In the data below, find every line with the word "PartialEq" and copy it.

┌────────

use crate::error::{CloudPkiError, Result};

/// Convert DER‑encoded data into a PEM‑encoded string with the provided label.
pub fn der_to_pem(der: &[u8], label: &str) -> String {
    let pem = pem::Pem::new(label, der);
    pem::encode_config(
        &pem,
        pem::EncodeConfig::new().set_line_ending(pem::LineEnding::LF),
    )
}

/// Convert a PEM‑encoded string to DER‑encoded bytes, insisting on the expected label.
pub fn pem_to_der(pem_str: &str, label: &str) -> Result<Vec<u8>> {
    let pem = pem::parse(pem_str)?;
    if pem.tag() != label {
        return Err(CloudPkiError::DecodingError(format!(
            "expected PEM block \"{label}\", found \"{}\"",
            pem.tag()
        )));
    }
    Ok(pem.contents().to_vec())
}
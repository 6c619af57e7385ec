//! Signing capability.
//!
//! A [`Signer`] holds (or reaches) one private key and signs digests with it.
//! Every signature names its algorithm explicitly, so the digest sent to the
//! key service always matches the algorithm written into the certificate.

pub mod kms;
pub mod local;
pub mod retry;

use rsa::Pkcs1v15Sign;
use serde::{Deserialize, Serialize};
use sha2::Digest as _;
use x509_cert::spki::AlgorithmIdentifierOwned;

use crate::error::{CloudPkiError, Result};
use crate::key::PublicKey;
use crate::profile::{SignerBackend, SignerConfig};

pub use kms::{CloudKmsClient, KmsClient, KmsSigner};
pub use local::LocalSigner;

#[derive(Clone, Copy, Debug, PartialEq, Eq, Hash)]
pub enum HashAlgorithm {
    Sha256,
    Sha384,
    Sha512,
}

impl HashAlgorithm {
    /// Field name used for this hash in key-service requests.
    pub fn name(self) -> &'static str {
        match self {
            HashAlgorithm::Sha256 => "sha256",
            HashAlgorithm::Sha384 => "sha384",
            HashAlgorithm::Sha512 => "sha512",
        }
    }

    pub fn digest(self, data: &[u8]) -> Digest {
        let bytes = match self {
            HashAlgorithm::Sha256 => sha2::Sha256::digest(data).to_vec(),
            HashAlgorithm::Sha384 => sha2::Sha384::digest(data).to_vec(),
            HashAlgorithm::Sha512 => sha2::Sha512::digest(data).to_vec(),
        };
        Digest {
            algorithm: self,
            bytes,
        }
    }

    fn pkcs1v15(self) -> Pkcs1v15Sign {
        match self {
            HashAlgorithm::Sha256 => Pkcs1v15Sign::new::<sha2::Sha256>(),
            HashAlgorithm::Sha384 => Pkcs1v15Sign::new::<sha2::Sha384>(),
            HashAlgorithm::Sha512 => Pkcs1v15Sign::new::<sha2::Sha512>(),
        }
    }
}

/// A message digest tagged with the hash that produced it.
#[derive(Clone, Debug, PartialEq, Eq)]
pub struct Digest {
    pub algorithm: HashAlgorithm,
    pub bytes: Vec<u8>,
}

/// Signature algorithms a CA key can be asked to produce.
#[derive(Clone, Copy, Debug, Default, PartialEq, Eq, Hash, Serialize, Deserialize)]
pub enum SignatureAlgorithm {
    #[default]
    #[serde(rename = "sha256WithRSA")]
    RsaPkcs1Sha256,
    #[serde(rename = "sha384WithRSA")]
    RsaPkcs1Sha384,
    #[serde(rename = "sha512WithRSA")]
    RsaPkcs1Sha512,
}

impl SignatureAlgorithm {
    pub fn hash(self) -> HashAlgorithm {
        match self {
            SignatureAlgorithm::RsaPkcs1Sha256 => HashAlgorithm::Sha256,
            SignatureAlgorithm::RsaPkcs1Sha384 => HashAlgorithm::Sha384,
            SignatureAlgorithm::RsaPkcs1Sha512 => HashAlgorithm::Sha512,
        }
    }

    pub fn from_oid(oid: const_oid::ObjectIdentifier) -> Result<Self> {
        match oid {
            const_oid::db::rfc5912::SHA_256_WITH_RSA_ENCRYPTION => Ok(Self::RsaPkcs1Sha256),
            const_oid::db::rfc5912::SHA_384_WITH_RSA_ENCRYPTION => Ok(Self::RsaPkcs1Sha384),
            const_oid::db::rfc5912::SHA_512_WITH_RSA_ENCRYPTION => Ok(Self::RsaPkcs1Sha512),
            other => Err(CloudPkiError::DecodingError(format!(
                "Unsupported signature algorithm {other}"
            ))),
        }
    }

    pub fn oid(self) -> const_oid::ObjectIdentifier {
        match self {
            SignatureAlgorithm::RsaPkcs1Sha256 => const_oid::db::rfc5912::SHA_256_WITH_RSA_ENCRYPTION,
            SignatureAlgorithm::RsaPkcs1Sha384 => const_oid::db::rfc5912::SHA_384_WITH_RSA_ENCRYPTION,
            SignatureAlgorithm::RsaPkcs1Sha512 => const_oid::db::rfc5912::SHA_512_WITH_RSA_ENCRYPTION,
        }
    }

    /// The SSH signature algorithm name. SSH defines no SHA-384 RSA variant.
    pub fn ssh_name(self) -> Result<&'static str> {
        match self {
            SignatureAlgorithm::RsaPkcs1Sha256 => Ok("rsa-sha2-256"),
            SignatureAlgorithm::RsaPkcs1Sha512 => Ok("rsa-sha2-512"),
            SignatureAlgorithm::RsaPkcs1Sha384 => Err(CloudPkiError::ConfigurationError(
                "sha384WithRSA has no SSH equivalent".to_string(),
            )),
        }
    }

    pub fn ssh_hash(self) -> Result<ssh_key::HashAlg> {
        self.ssh_name()?;
        Ok(match self.hash() {
            HashAlgorithm::Sha512 => ssh_key::HashAlg::Sha512,
            _ => ssh_key::HashAlg::Sha256,
        })
    }

    /// Checks `signature` over `data` against `public_key`.
    pub fn verify(self, public_key: &PublicKey, data: &[u8], signature: &[u8]) -> Result<()> {
        let digest = self.hash().digest(data);
        verify_digest(public_key, &digest, signature)
    }
}

impl From<SignatureAlgorithm> for AlgorithmIdentifierOwned {
    fn from(algorithm: SignatureAlgorithm) -> Self {
        AlgorithmIdentifierOwned {
            oid: algorithm.oid(),
            parameters: Some(der::Any::null()),
        }
    }
}

/// Checks a PKCS#1 v1.5 signature over a precomputed digest.
pub fn verify_digest(public_key: &PublicKey, digest: &Digest, signature: &[u8]) -> Result<()> {
    match public_key {
        PublicKey::Rsa(rsa) => rsa
            .verify(digest.algorithm.pkcs1v15(), &digest.bytes, signature)
            .map_err(|e| CloudPkiError::InvalidInput(format!("signature does not verify: {e}"))),
        other => Err(CloudPkiError::UnsupportedKeyType(
            other.algorithm_name().to_string(),
        )),
    }
}

/// A holder of a CA private key.
pub trait Signer: Send + Sync {
    /// The public half of the signing key.
    fn public_key(&self) -> &PublicKey;

    /// Signs a precomputed digest, returning the raw signature bytes.
    fn sign(&self, digest: &Digest) -> Result<Vec<u8>>;

    /// Hashes `data` with the algorithm's hash and signs the result.
    fn sign_with_algorithm(&self, data: &[u8], algorithm: SignatureAlgorithm) -> Result<Vec<u8>> {
        self.sign(&algorithm.hash().digest(data))
    }
}

/// Builds the signer a profile's `signer` block describes.
pub fn connect(config: &SignerConfig) -> Result<Box<dyn Signer>> {
    match config.backend {
        SignerBackend::Kms => {
            let client = CloudKmsClient::new(&config.kms)?;
            let signer = KmsSigner::connect(client, &config.keyid, config.kms.retry)?;
            Ok(Box::new(signer))
        }
        SignerBackend::Local => {
            let path = config.key.as_ref().ok_or_else(|| {
                CloudPkiError::ConfigurationError(
                    "signer.key is required for the local backend".to_string(),
                )
            })?;
            Ok(Box::new(LocalSigner::from_pem_file(path)?))
        }
    }
}

#[cfg(test)]
mod tests {
    use super::*;

    #[test]
    fn test_digest_lengths() {
        assert_eq!(HashAlgorithm::Sha256.digest(b"x").bytes.len(), 32);
        assert_eq!(HashAlgorithm::Sha384.digest(b"x").bytes.len(), 48);
        assert_eq!(HashAlgorithm::Sha512.digest(b"x").bytes.len(), 64);
    }

    #[test]
    fn test_ssh_names() {
        assert_eq!(
            SignatureAlgorithm::RsaPkcs1Sha256.ssh_name().unwrap(),
            "rsa-sha2-256"
        );
        assert_eq!(
            SignatureAlgorithm::RsaPkcs1Sha512.ssh_hash().unwrap(),
            ssh_key::HashAlg::Sha512
        );
        assert!(SignatureAlgorithm::RsaPkcs1Sha384.ssh_name().is_err());
    }

    #[test]
    fn test_sign_with_algorithm_verifies() {
        let signer = LocalSigner::generate(1024).unwrap();
        for algorithm in [
            SignatureAlgorithm::RsaPkcs1Sha256,
            SignatureAlgorithm::RsaPkcs1Sha384,
            SignatureAlgorithm::RsaPkcs1Sha512,
        ] {
            let signature = signer.sign_with_algorithm(b"payload", algorithm).unwrap();
            algorithm
                .verify(signer.public_key(), b"payload", &signature)
                .unwrap();
            assert!(
                algorithm
                    .verify(signer.public_key(), b"tampered", &signature)
                    .is_err()
            );
        }
    }

    #[test]
    fn test_local_backend_requires_key_path() {
        let config = SignerConfig {
            backend: SignerBackend::Local,
            ..Default::default()
        };
        assert!(matches!(
            connect(&config),
            Err(CloudPkiError::ConfigurationError(_))
        ));
    }
}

└────────

*RESPONSE TO THIS TASK*:
#[derive(Clone, Copy, Debug, PartialEq, Eq, Hash)]
#[derive(Clone, Debug, PartialEq, Eq)]
#[derive(Clone, Copy, Debug, Default, PartialEq, Eq, Hash, Serialize, Deserialize)]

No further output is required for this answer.